Smith fans are less than enthusiastic about the tracks are positively irate over Doughty posting them at all. It’s easy to argue that Smith, now 10 years gone, would not have wanted these released. They are at best a curiosity, with okay but nothing special beats, and some obviously tossed-off Smith vocals – one of the songs would evolve into “Bottle Up and Explode!” from Smith’s acclaimed XO, and another has a rather obnoxiously repetitive sample of Smith saying “Aah fuck” from an outtake. Doughty says that they had an idea to do something together while Smith was working on the “Good Will Hunting” soundtrack, and that Smith came in and sang acapella into a stereo mic setup. Listen:
There’s something inherently creepy about releasing this kind of thing when Smith is not around to bless it. Perhaps if so much time had not elapsed, you might think that his participation/contribution alone was tacit approval. “To be totally clear–this kind of track is exactly what he and I intended to make,” Doughty writes. But with the understanding that at least one of these melodies/lyrics already became something else, that another is an outtake which he very likely did not intend to be used, and that no matter what happened back in the late ’90s when this was recorded, 15 years is time enough that he probably would have at least wanted to re-evaluate it, it does seem to err on the side of bad taste.

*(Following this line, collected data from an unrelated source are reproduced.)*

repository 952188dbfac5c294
//! Graceful shutdown signal handling

use std::io;

use salvo::server::ServerHandle;
use thiserror::Error;
use tokio::signal;
use tracing::info;

#[derive(Debug, Error)]
pub(crate) enum ShutdownSignalError {
    #[error("failed to install Ctrl+C handler: {0}")]
    CtrlC(#[source] io::Error),

    #[cfg(unix)]
    #[error("failed to install SIGTERM handler: {0}")]
    SigTerm(#[source] io::Error),
}

/// Stop the server gracefully once Ctrl+C or SIGTERM arrives.
pub(crate) async fn listen(handle: ServerHandle) -> Result<(), ShutdownSignalError> {
    let signal = wait_for_signal().await?;

    info!(signal, "shutting down gracefully");

    handle.stop_graceful(None);

    Ok(())
}

#[cfg(unix)]
async fn wait_for_signal() -> Result<&'static str, ShutdownSignalError> {
    let mut terminate = signal::unix::signal(signal::unix::SignalKind::terminate())
        .map_err(ShutdownSignalError::SigTerm)?;

    tokio::select! {
        result = signal::ctrl_c() => {
            result.map_err(ShutdownSignalError::CtrlC)?;

            Ok("ctrl_c")
        }
        _ = terminate.recv() => Ok("terminate"),
    }
}

#[cfg(not(unix))]
async fn wait_for_signal() -> Result<&'static str, ShutdownSignalError> {
    signal::ctrl_c().await.map_err(ShutdownSignalError::CtrlC)?;

    Ok("ctrl_c")
}
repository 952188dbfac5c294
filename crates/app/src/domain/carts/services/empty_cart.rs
//! Empty Cart

use std::{fmt, sync::Arc};

use async_trait::async_trait;
use mockall::automock;
use tracing::info;

use shop::customers::CustomerId;

use crate::domain::carts::{errors::CartsServiceError, repository::CartRepository};

/// Empties carts by deleting them.
#[derive(Clone)]
pub struct EmptyCartService {
    carts: Arc<dyn CartRepository>,
}

impl fmt::Debug for EmptyCartService {
    fn fmt(&self, f: &mut fmt::Formatter<'_>) -> fmt::Result {
        f.debug_struct("EmptyCartService").finish_non_exhaustive()
    }
}

impl EmptyCartService {
    #[must_use]
    pub fn new(carts: Arc<dyn CartRepository>) -> Self {
        Self { carts }
    }
}

#[async_trait]
impl EmptyCartUseCase for EmptyCartService {
    async fn empty_cart(&self, customer: CustomerId) -> Result<(), CartsServiceError> {
        self.carts.delete_by_customer_id(customer).await?;

        info!(customer_id = %customer, "emptied cart");

        Ok(())
    }
}

#[automock]
#[async_trait]
pub trait EmptyCartUseCase: Send + Sync {
    /// Deletes the customer's cart. Emptying a missing cart succeeds.
    async fn empty_cart(&self, customer: CustomerId) -> Result<(), CartsServiceError>;
}
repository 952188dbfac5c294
//! Products

mod errors;
mod handlers;

pub(crate) use handlers::*;
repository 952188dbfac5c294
//! Create Cart Line Item Handler

use salvo::{
    oapi::extract::{JsonBody, PathParam},
    prelude::*,
};
use serde::{Deserialize, Serialize};

use shop::products::ProductId;

use crate::{
    carts::{
        errors::into_status_error,
        models::{CartResponse, cart_response, parse_customer_id},
    },
    extensions::*,
};

/// Add Line Item Request
#[derive(Debug, Serialize, Deserialize, ToSchema)]
pub(crate) struct AddLineItemRequest {
    /// The product to add
    pub product_id: String,

    /// Units to add; must be greater than zero
    pub quantity: u32,
}

/// Create Cart Line Item Handler
///
/// Adds units of a product to the customer's cart, creating the cart if
/// needed, and returns the updated cart.
#[endpoint(
    tags("carts"),
    summary = "Add Product to Cart",
    responses(
        (status_code = StatusCode::OK, description = "The updated cart"),
        (status_code = StatusCode::BAD_REQUEST, description = "Invalid input, unknown product or not enough stock"),
        (status_code = StatusCode::INTERNAL_SERVER_ERROR, description = "Internal Server Error"),
    ),
)]
#[tracing::instrument(
    name = "carts.line_items.create",
    skip(customer_id, json, depot),
    fields(
        customer_id = tracing::field::Empty,
        product_id = tracing::field::Empty
    ),
    err
)]
pub(crate) async fn handler(
    customer_id: PathParam<String>,
    json: JsonBody<AddLineItemRequest>,
    depot: &mut Depot,
) -> Result<Json<CartResponse>, StatusError> {
    let app = depot.app_or_500()?;
    let customer = parse_customer_id(&customer_id.into_inner())?;

    let AddLineItemRequest {
        product_id,
        quantity,
    } = json.into_inner();

    let product = ProductId::new(product_id).or_400("Invalid 'productId'")?;

    let span = tracing::Span::current();

    span.record("customer_id", customer.value());
    span.record("product_id", tracing::field::display(&product));

    let cart = app
        .add_to_cart
        .add_to_cart(customer, product, quantity)
        .await
        .map_err(into_status_error)?;

    Ok(Json(cart_response(&cart)?))
}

Some fans have compared this to Natalie Cole inserting her vocal on father Nat King Cole‘s “Unforgettable” decades after his death, or, far worse (at least that was her dad), Kenny G‘s defilement of Louis Armstrong‘s “What a Wonderful World,” but that doesn’t exactly hold up. Smith did indeed voluntarily contribute his vocal and understood that Doughty was going to use it in some unspecified way. Armstrong and Cole the elder had no such expectation.
But, again, it’s still kind of…unseemly.
[UPDATE: BDCWire has some additional insight in the form of a 1997 essay by Doughty where he appears to mention the session and contradict his present-day claims, at least in part.]